Pick every line out of the entries below that has the string "bold", and copy it.

[Exercise materials]
========
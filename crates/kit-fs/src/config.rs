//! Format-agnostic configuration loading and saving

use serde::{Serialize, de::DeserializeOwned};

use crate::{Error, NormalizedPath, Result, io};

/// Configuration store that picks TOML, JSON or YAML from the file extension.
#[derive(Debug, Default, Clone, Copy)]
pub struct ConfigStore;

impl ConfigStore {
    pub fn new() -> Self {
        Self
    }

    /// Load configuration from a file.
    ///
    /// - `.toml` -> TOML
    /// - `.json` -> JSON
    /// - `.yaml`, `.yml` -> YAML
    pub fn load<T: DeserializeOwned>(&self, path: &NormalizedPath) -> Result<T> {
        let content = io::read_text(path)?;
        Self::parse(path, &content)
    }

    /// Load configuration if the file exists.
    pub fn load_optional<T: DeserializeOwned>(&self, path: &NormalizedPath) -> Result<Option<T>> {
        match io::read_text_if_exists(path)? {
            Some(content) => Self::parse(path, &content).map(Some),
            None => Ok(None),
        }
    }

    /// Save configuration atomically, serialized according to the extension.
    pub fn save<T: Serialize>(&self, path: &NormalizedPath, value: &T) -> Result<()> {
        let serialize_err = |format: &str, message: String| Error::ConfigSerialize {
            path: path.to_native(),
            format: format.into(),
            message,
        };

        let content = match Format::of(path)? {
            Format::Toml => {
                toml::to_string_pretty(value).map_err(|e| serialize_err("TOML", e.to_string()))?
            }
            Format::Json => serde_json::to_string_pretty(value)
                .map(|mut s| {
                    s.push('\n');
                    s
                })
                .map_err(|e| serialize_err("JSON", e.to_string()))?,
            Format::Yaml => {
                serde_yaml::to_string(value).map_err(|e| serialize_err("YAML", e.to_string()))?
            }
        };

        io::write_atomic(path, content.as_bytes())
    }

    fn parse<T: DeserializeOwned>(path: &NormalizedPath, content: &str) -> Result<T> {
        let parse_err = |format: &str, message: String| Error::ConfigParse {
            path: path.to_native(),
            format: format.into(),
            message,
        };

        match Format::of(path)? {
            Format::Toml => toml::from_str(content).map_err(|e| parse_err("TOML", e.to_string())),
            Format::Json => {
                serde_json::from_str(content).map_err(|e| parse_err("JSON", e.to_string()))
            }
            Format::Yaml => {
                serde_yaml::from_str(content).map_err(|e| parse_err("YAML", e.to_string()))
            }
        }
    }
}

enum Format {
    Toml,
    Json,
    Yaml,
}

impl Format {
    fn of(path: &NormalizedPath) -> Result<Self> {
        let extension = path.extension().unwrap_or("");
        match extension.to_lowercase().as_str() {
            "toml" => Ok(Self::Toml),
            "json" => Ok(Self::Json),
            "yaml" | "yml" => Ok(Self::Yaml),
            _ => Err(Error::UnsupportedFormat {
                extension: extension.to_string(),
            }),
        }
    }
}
========
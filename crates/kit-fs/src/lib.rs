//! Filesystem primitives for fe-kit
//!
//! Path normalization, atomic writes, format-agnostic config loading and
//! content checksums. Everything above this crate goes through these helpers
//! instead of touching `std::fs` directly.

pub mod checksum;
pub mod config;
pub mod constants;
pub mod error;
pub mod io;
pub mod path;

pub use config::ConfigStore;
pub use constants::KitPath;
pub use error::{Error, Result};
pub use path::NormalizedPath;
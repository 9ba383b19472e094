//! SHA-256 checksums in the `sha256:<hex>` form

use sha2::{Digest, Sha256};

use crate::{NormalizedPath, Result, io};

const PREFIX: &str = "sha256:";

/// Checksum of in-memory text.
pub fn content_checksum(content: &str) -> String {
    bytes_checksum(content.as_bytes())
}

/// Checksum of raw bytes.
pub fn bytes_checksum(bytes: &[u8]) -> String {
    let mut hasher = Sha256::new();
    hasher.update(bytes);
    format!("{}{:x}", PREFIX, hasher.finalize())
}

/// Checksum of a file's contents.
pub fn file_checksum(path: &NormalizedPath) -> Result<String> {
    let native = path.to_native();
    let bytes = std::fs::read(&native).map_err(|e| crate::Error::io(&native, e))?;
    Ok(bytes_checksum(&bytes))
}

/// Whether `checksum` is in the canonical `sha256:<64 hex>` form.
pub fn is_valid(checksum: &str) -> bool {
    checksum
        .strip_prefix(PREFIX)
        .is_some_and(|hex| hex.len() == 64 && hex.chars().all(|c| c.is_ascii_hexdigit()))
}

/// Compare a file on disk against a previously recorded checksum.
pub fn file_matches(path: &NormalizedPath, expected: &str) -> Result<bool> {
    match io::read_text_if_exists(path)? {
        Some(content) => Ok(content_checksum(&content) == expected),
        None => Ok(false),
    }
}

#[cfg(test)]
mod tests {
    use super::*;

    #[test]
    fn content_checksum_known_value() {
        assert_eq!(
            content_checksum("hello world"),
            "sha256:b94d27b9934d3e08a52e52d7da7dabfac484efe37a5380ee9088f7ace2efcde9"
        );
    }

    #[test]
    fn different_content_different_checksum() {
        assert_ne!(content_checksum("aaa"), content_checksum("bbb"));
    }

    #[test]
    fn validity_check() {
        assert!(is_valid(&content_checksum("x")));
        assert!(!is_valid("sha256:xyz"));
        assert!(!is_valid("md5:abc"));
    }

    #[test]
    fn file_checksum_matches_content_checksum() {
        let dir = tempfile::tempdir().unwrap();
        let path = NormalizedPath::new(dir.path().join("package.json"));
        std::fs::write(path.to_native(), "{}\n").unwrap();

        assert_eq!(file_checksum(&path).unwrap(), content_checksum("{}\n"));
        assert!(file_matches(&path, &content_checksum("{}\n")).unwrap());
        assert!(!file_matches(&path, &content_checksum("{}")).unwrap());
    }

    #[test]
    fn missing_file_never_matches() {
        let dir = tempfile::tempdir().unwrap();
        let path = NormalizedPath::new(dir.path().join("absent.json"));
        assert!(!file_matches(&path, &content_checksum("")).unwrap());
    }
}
========
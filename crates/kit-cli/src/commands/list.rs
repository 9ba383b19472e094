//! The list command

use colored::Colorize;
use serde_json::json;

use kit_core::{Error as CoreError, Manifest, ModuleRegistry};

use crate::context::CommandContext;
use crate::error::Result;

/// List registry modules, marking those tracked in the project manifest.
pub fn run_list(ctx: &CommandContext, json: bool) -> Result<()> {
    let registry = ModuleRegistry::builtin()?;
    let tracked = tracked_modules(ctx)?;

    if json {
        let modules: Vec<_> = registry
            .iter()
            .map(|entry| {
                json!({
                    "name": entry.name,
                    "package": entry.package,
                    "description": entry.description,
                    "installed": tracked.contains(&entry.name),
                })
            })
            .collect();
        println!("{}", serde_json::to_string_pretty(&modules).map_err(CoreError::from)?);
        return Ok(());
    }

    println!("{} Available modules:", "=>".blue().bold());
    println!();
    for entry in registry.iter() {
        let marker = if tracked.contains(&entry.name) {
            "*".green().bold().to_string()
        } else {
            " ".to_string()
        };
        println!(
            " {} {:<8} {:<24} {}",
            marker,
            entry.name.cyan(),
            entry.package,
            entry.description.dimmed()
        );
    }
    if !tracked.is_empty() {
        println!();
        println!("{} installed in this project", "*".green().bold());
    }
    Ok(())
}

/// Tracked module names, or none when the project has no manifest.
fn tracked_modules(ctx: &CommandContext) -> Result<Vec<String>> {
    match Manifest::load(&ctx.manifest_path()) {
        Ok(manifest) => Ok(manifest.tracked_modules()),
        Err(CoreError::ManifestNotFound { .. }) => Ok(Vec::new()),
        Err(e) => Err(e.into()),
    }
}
========
[Answer for the task]
    println!("{} Available modules:", "=>".blue().bold());
            "*".green().bold().to_string()
        println!("{} installed in this project", "*".green().bold());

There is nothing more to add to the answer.